=== Required action ===
The expected response is a copy of every line in the entries below that includes the word "bool".

[Items from a data source]
══════════════════════════════

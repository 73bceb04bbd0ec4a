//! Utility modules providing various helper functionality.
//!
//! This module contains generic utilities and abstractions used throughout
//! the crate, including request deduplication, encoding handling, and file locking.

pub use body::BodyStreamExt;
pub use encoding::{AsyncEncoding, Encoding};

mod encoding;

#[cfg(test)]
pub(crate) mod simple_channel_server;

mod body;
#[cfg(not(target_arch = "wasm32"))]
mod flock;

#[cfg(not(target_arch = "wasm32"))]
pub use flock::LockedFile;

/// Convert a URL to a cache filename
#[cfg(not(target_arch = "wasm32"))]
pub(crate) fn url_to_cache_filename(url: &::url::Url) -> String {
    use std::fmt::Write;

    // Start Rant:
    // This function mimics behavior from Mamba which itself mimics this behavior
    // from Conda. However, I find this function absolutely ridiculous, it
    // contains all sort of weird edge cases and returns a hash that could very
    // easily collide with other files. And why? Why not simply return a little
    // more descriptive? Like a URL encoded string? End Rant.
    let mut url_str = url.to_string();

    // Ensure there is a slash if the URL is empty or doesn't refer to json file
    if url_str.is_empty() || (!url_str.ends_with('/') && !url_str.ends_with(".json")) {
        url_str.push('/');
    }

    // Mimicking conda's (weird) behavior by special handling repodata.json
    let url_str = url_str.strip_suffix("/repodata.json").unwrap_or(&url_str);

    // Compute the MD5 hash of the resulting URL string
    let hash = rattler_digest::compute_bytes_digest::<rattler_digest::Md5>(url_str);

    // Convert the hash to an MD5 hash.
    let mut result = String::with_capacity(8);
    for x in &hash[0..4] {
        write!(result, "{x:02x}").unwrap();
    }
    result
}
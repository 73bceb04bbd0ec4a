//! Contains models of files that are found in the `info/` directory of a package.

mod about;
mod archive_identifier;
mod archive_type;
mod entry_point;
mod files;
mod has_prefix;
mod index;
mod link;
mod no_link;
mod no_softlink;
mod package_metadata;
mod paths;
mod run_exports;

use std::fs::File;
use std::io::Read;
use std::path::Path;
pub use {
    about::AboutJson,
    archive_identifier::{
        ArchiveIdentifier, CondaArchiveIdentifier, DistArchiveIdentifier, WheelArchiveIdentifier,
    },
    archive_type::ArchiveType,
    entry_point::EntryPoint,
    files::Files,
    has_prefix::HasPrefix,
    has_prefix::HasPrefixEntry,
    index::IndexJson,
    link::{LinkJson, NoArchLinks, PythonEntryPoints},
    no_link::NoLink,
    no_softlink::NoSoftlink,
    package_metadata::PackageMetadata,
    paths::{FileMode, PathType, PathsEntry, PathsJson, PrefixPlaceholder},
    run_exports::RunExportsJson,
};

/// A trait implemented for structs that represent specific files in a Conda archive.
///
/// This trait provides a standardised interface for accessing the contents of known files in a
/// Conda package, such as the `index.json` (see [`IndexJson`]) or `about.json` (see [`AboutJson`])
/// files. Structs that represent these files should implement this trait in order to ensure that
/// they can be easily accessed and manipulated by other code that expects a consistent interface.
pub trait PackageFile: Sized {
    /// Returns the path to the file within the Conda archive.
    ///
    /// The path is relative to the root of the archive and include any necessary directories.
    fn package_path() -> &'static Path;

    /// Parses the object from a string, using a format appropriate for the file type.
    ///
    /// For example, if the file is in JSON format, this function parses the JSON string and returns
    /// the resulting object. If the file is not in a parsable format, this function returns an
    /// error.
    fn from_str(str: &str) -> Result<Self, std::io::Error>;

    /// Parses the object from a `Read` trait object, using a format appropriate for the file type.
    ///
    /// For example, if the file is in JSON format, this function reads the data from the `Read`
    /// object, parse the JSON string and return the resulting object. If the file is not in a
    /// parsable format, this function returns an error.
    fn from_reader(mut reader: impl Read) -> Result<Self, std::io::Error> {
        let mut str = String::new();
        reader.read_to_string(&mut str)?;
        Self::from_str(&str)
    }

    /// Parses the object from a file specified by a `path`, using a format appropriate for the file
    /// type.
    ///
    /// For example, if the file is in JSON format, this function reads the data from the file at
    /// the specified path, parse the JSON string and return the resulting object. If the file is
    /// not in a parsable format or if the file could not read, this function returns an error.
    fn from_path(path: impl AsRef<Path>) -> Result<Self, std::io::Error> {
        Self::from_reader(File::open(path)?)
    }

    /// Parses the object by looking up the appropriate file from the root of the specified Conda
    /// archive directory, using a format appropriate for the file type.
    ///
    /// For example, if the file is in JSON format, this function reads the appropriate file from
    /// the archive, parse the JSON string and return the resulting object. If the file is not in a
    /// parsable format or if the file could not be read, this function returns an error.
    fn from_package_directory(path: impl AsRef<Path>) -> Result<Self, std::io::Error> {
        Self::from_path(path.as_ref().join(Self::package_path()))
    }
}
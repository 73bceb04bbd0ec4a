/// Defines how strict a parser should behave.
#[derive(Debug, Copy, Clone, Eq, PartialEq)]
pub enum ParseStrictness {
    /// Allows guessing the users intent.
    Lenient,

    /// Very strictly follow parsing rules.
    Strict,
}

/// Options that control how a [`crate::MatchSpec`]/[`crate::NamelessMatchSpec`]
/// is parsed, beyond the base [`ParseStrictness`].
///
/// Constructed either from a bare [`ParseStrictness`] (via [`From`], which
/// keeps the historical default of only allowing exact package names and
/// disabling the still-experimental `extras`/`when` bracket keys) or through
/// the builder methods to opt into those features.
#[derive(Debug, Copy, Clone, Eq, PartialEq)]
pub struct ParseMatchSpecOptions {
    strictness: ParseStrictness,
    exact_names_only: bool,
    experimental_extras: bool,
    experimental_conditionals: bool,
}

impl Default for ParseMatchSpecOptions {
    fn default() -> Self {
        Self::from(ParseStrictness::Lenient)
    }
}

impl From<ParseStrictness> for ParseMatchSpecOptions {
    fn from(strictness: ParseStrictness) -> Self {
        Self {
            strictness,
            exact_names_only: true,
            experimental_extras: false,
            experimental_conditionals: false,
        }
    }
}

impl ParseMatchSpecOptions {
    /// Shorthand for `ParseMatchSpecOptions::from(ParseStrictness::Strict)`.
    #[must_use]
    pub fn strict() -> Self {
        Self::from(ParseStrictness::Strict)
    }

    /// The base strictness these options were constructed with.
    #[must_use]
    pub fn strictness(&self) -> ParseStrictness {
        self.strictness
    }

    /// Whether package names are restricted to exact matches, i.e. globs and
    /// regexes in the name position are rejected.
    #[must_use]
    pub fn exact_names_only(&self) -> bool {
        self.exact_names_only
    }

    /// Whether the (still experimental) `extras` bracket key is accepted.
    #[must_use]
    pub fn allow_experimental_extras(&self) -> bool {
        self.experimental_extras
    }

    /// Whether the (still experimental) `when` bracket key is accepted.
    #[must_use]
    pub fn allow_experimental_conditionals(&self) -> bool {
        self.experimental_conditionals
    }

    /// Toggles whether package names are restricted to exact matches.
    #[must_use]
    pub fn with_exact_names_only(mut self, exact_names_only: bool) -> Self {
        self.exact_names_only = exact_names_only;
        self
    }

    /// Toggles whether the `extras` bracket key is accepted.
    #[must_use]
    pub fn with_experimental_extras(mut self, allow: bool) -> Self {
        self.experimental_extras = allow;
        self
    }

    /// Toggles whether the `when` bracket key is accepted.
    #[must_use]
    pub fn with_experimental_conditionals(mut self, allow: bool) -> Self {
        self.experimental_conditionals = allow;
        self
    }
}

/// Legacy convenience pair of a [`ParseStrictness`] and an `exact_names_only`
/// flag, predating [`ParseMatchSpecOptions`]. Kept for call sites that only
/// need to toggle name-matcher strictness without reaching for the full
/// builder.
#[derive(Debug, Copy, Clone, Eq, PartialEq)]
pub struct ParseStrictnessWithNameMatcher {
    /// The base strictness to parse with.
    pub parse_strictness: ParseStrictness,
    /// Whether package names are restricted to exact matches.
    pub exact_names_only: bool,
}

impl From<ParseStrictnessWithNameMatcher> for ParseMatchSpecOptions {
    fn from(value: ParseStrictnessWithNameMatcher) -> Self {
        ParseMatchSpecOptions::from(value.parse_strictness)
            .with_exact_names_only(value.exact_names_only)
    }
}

══════════════════════════════

=== Solved exercise ===
    exact_names_only: bool,
    experimental_extras: bool,
    experimental_conditionals: bool,
    pub fn exact_names_only(&self) -> bool {
    pub fn allow_experimental_extras(&self) -> bool {
    pub fn allow_experimental_conditionals(&self) -> bool {
    pub fn with_exact_names_only(mut self, exact_names_only: bool) -> Self {
    pub fn with_experimental_extras(mut self, allow: bool) -> Self {
    pub fn with_experimental_conditionals(mut self, allow: bool) -> Self {
    pub exact_names_only: bool,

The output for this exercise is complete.